> **Excerpted data**
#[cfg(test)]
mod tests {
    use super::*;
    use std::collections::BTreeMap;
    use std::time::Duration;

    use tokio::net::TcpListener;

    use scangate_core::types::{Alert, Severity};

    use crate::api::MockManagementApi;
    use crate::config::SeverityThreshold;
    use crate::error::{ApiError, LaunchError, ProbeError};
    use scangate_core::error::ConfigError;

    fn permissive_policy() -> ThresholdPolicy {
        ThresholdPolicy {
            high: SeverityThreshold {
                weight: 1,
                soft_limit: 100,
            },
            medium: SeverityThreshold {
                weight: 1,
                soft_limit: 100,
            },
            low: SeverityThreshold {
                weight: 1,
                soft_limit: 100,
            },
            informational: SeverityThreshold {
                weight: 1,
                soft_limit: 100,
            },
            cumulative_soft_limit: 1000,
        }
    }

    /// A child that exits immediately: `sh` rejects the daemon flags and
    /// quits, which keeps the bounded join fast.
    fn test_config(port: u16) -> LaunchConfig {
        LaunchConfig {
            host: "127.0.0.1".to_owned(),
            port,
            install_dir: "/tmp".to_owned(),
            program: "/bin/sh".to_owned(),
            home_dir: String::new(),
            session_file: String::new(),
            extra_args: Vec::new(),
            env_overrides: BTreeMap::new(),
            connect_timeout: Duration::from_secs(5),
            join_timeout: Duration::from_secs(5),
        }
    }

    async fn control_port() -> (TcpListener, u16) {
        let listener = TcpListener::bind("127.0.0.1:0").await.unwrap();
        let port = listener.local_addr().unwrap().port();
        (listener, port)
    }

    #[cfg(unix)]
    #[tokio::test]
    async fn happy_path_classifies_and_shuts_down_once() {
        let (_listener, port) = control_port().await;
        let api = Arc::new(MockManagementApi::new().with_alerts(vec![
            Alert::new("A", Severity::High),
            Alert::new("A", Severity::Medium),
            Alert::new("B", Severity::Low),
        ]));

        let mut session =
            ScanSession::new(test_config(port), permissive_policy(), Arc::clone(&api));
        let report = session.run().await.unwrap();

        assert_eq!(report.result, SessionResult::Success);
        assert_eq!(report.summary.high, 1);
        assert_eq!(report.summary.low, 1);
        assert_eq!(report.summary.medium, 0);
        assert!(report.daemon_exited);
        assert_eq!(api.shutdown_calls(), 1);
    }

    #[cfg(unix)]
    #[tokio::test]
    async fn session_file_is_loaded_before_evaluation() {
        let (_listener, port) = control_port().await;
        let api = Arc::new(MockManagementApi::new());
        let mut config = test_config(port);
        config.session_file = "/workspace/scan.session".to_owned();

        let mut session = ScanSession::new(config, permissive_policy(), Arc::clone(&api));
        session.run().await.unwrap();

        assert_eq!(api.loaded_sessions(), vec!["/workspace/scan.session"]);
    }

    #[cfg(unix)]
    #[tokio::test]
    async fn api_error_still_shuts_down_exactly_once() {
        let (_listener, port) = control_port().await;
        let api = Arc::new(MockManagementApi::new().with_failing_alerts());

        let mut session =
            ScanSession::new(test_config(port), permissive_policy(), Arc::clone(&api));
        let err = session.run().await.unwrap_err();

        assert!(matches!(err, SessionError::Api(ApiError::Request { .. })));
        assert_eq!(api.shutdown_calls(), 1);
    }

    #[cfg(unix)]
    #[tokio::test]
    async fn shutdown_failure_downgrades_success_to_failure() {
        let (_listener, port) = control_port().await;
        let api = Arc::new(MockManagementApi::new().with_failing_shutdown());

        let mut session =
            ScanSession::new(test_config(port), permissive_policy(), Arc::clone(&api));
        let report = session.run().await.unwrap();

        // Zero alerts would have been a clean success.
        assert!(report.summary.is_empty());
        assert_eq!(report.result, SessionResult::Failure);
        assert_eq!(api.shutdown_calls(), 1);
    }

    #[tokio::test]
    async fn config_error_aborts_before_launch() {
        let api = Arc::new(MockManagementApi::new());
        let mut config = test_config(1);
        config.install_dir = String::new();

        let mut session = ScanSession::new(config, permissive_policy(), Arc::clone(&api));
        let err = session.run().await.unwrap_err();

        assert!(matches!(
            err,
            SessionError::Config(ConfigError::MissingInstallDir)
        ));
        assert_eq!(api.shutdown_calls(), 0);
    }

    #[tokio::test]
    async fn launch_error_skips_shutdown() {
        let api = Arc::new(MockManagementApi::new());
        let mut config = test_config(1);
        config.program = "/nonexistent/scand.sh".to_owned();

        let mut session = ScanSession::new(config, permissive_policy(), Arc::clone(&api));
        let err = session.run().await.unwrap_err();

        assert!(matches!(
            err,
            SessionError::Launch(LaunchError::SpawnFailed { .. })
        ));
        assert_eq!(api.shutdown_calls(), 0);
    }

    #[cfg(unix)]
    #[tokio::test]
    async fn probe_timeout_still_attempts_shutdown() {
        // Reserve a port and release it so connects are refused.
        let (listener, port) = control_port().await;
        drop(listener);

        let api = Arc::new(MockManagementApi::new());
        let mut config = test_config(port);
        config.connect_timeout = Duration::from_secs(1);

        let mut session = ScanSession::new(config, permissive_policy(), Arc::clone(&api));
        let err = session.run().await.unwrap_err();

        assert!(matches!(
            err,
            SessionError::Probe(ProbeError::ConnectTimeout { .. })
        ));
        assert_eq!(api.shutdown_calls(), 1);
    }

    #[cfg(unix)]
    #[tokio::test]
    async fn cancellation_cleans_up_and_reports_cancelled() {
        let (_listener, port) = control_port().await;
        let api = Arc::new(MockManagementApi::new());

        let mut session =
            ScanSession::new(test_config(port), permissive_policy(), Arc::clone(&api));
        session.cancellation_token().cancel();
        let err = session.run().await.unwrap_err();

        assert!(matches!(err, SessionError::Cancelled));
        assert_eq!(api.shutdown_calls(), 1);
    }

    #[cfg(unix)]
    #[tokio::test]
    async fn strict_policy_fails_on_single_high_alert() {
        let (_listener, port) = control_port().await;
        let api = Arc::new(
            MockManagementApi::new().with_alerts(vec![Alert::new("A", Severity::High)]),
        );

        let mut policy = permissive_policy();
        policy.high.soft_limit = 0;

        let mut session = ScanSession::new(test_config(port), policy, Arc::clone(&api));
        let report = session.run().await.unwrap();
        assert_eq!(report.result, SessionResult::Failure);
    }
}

--

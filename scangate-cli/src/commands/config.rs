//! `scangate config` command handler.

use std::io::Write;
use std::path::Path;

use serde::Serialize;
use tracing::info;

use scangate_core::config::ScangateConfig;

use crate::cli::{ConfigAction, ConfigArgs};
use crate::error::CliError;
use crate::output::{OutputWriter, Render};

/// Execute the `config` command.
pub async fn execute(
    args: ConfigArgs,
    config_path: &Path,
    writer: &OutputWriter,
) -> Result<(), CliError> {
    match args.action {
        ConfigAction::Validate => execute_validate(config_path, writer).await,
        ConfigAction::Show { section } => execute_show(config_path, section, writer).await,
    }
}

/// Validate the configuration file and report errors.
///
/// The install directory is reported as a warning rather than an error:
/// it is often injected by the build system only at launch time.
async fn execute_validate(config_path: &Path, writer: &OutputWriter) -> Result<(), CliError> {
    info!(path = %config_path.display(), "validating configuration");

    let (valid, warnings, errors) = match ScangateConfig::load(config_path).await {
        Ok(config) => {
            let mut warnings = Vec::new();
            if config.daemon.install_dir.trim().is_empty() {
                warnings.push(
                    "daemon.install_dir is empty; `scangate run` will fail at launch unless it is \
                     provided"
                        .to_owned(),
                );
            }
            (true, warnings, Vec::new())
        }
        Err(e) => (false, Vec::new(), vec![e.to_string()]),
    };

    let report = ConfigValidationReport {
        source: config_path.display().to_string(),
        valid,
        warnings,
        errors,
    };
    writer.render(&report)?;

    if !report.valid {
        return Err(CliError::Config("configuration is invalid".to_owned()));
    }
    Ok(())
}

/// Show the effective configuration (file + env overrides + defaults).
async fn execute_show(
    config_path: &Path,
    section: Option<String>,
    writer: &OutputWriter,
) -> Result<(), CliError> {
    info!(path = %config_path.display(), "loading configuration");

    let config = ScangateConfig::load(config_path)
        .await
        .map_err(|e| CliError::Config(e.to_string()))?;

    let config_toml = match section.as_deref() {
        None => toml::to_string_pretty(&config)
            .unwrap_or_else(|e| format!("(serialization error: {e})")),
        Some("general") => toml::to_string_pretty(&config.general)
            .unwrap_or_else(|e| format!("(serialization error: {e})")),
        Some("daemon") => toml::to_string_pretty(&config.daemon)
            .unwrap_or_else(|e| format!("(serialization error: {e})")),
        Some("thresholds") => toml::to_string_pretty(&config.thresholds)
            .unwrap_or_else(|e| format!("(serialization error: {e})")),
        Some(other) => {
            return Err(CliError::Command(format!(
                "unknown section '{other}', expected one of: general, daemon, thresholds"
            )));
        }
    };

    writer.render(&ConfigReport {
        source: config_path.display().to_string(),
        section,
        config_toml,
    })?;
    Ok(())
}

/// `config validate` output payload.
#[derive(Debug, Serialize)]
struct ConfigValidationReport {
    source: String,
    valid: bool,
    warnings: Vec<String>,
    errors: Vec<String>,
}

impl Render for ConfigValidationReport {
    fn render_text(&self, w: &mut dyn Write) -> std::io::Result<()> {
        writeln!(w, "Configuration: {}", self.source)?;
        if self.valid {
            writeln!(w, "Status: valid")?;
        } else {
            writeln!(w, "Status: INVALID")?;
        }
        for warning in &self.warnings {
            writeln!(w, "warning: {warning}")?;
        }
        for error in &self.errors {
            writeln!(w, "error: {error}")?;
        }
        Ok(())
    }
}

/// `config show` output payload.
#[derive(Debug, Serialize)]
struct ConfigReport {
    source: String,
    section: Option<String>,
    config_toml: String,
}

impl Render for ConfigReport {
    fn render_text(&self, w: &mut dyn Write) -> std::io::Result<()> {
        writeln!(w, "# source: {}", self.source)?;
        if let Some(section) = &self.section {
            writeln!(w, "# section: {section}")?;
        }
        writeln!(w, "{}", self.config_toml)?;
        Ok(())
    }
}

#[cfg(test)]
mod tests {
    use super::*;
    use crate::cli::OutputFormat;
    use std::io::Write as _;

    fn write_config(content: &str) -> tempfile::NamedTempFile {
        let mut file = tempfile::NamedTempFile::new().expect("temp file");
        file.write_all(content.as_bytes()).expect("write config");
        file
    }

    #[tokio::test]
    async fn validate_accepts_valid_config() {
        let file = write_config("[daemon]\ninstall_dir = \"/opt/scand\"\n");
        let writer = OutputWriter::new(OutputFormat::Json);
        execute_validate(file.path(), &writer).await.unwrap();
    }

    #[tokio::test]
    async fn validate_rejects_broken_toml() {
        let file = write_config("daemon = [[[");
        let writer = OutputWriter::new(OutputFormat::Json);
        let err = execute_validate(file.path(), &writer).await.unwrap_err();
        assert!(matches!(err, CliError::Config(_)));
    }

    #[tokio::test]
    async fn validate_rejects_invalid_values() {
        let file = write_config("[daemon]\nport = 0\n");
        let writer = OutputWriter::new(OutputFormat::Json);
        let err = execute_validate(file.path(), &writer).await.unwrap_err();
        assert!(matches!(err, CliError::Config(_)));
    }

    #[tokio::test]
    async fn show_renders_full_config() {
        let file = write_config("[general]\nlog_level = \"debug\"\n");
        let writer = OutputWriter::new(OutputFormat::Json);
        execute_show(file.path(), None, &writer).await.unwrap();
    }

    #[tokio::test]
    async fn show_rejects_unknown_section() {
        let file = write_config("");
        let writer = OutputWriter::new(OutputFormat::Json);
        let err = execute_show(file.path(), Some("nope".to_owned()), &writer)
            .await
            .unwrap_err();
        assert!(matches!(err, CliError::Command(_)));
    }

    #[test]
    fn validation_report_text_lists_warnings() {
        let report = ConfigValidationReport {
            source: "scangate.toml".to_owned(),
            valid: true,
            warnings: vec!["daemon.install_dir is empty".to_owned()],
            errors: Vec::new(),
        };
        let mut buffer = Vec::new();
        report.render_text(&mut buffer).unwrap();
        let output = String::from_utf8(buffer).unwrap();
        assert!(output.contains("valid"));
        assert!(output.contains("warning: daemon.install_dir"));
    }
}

> **Work item**
All lines from the listing above that include "workspace" should be shown.

> **Output for this exercise**
        config.session_file = "/workspace/scan.session".to_owned();
        assert_eq!(api.loaded_sessions(), vec!["/workspace/scan.session"]);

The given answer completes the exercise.